■ TASK STATEMENT ■
In which lines of the data does the string "MonovalentEndpoint" appear? Copy every one.

————

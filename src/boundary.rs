use std::collections::BTreeMap;

use geo::{Coordinate, GeoFloat, LineString};

use crate::coords::PtKey;

/// Strategy deciding whether a line endpoint with a given incidence
/// count lies on the boundary of its geometry.
///
/// The OGC/SFS convention is [`BoundaryNodeRule::Mod2`]: an endpoint is
/// on the boundary iff an odd number of line ends meet there.
#[derive(Debug, Clone, Copy, PartialEq, Eq)]
pub enum BoundaryNodeRule {
    /// Boundary iff the endpoint count is odd (OGC SFS). The default.
    Mod2,
    /// Boundary iff at least one line ends there.
    Endpoint,
    /// Boundary iff more than one line ends there.
    MultivalentEndpoint,
    /// Boundary iff exactly one line ends there.
    MonovalentEndpoint,
}

impl Default for BoundaryNodeRule {
    fn default() -> Self {
        BoundaryNodeRule::Mod2
    }
}

impl BoundaryNodeRule {
    pub fn is_in_boundary(&self, boundary_count: usize) -> bool {
        match self {
            BoundaryNodeRule::Mod2 => boundary_count % 2 == 1,
            BoundaryNodeRule::Endpoint => boundary_count > 0,
            BoundaryNodeRule::MultivalentEndpoint => boundary_count > 1,
            BoundaryNodeRule::MonovalentEndpoint => boundary_count == 1,
        }
    }
}

/// Endpoint-count index over the linear components of a geometry,
/// answering boundary queries under a [`BoundaryNodeRule`].
///
/// Closed lines contribute two coincident ends and so never produce a
/// Mod2 boundary, which is the SFS behaviour for rings.
#[derive(Debug)]
pub(crate) struct LinearBoundary<T: GeoFloat> {
    counts: BTreeMap<PtKey<T>, usize>,
    has_boundary: bool,
    rule: BoundaryNodeRule,
}

impl<T: GeoFloat> LinearBoundary<T> {
    pub(crate) fn new<'a, I>(lines: I, rule: BoundaryNodeRule) -> Self
    where
        I: IntoIterator<Item = &'a LineString<T>>,
        T: 'a,
    {
        let mut counts = BTreeMap::new();
        for line in lines {
            let n = line.0.len();
            if n == 0 {
                continue;
            }
            Self::add_endpoint(&mut counts, line.0[0]);
            Self::add_endpoint(&mut counts, line.0[n - 1]);
        }
        let has_boundary = counts.values().any(|&c| rule.is_in_boundary(c));
        LinearBoundary {
            counts,
            has_boundary,
            rule,
        }
    }

    fn add_endpoint(counts: &mut BTreeMap<PtKey<T>, usize>, pt: Coordinate<T>) {
        *counts.entry(pt.into()).or_insert(0) += 1;
    }

    /// Whether any endpoint of the indexed lines is a boundary point.
    pub(crate) fn has_boundary(&self) -> bool {
        self.has_boundary
    }

    pub(crate) fn is_boundary(&self, pt: Coordinate<T>) -> bool {
        match self.counts.get(&pt.into()) {
            Some(&n) => self.rule.is_in_boundary(n),
            None => false,
        }
    }
}

#[cfg(test)]
mod tests {
    use super::*;
    use geo::line_string;

    #[test]
    fn rule_semantics() {
        use BoundaryNodeRule::*;
        assert!(Mod2.is_in_boundary(1));
        assert!(!Mod2.is_in_boundary(2));
        assert!(Mod2.is_in_boundary(3));
        assert!(Endpoint.is_in_boundary(1));
        assert!(Endpoint.is_in_boundary(2));
        assert!(!Endpoint.is_in_boundary(0));
        assert!(!MultivalentEndpoint.is_in_boundary(1));
        assert!(MultivalentEndpoint.is_in_boundary(2));
        assert!(MonovalentEndpoint.is_in_boundary(1));
        assert!(!MonovalentEndpoint.is_in_boundary(2));
    }

    #[test]
    fn open_line_ends_are_boundary_under_mod2() {
        let l = line_string![(x: 0., y: 0.), (x: 1., y: 0.), (x: 1., y: 1.)];
        let lb = LinearBoundary::new([&l], BoundaryNodeRule::Mod2);
        assert!(lb.has_boundary());
        assert!(lb.is_boundary(Coordinate { x: 0., y: 0. }));
        assert!(lb.is_boundary(Coordinate { x: 1., y: 1. }));
        assert!(!lb.is_boundary(Coordinate { x: 1., y: 0. }));
    }

    #[test]
    fn closed_line_has_no_mod2_boundary() {
        let l = line_string![(x: 0., y: 0.), (x: 1., y: 0.), (x: 0., y: 1.), (x: 0., y: 0.)];
        let lb = LinearBoundary::new([&l], BoundaryNodeRule::Mod2);
        assert!(!lb.has_boundary());
        assert!(!lb.is_boundary(Coordinate { x: 0., y: 0. }));
        // ... but it is under the Endpoint rule
        let lb = LinearBoundary::new([&l], BoundaryNodeRule::Endpoint);
        assert!(lb.is_boundary(Coordinate { x: 0., y: 0. }));
    }

    #[test]
    fn touching_lines_cancel_under_mod2() {
        let l1 = line_string![(x: 0., y: 0.), (x: 1., y: 0.)];
        let l2 = line_string![(x: 1., y: 0.), (x: 2., y: 0.)];
        let lb = LinearBoundary::new(vec![&l1, &l2], BoundaryNodeRule::Mod2);
        assert!(!lb.is_boundary(Coordinate { x: 1., y: 0. }));
        assert!(lb.is_boundary(Coordinate { x: 0., y: 0. }));
        assert!(lb.is_boundary(Coordinate { x: 2., y: 0. }));
    }
}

————

■ SOLUTION FOR THIS PROBLEM ■
    MonovalentEndpoint,
            BoundaryNodeRule::MonovalentEndpoint => boundary_count == 1,
        assert!(MonovalentEndpoint.is_in_boundary(1));
        assert!(!MonovalentEndpoint.is_in_boundary(2));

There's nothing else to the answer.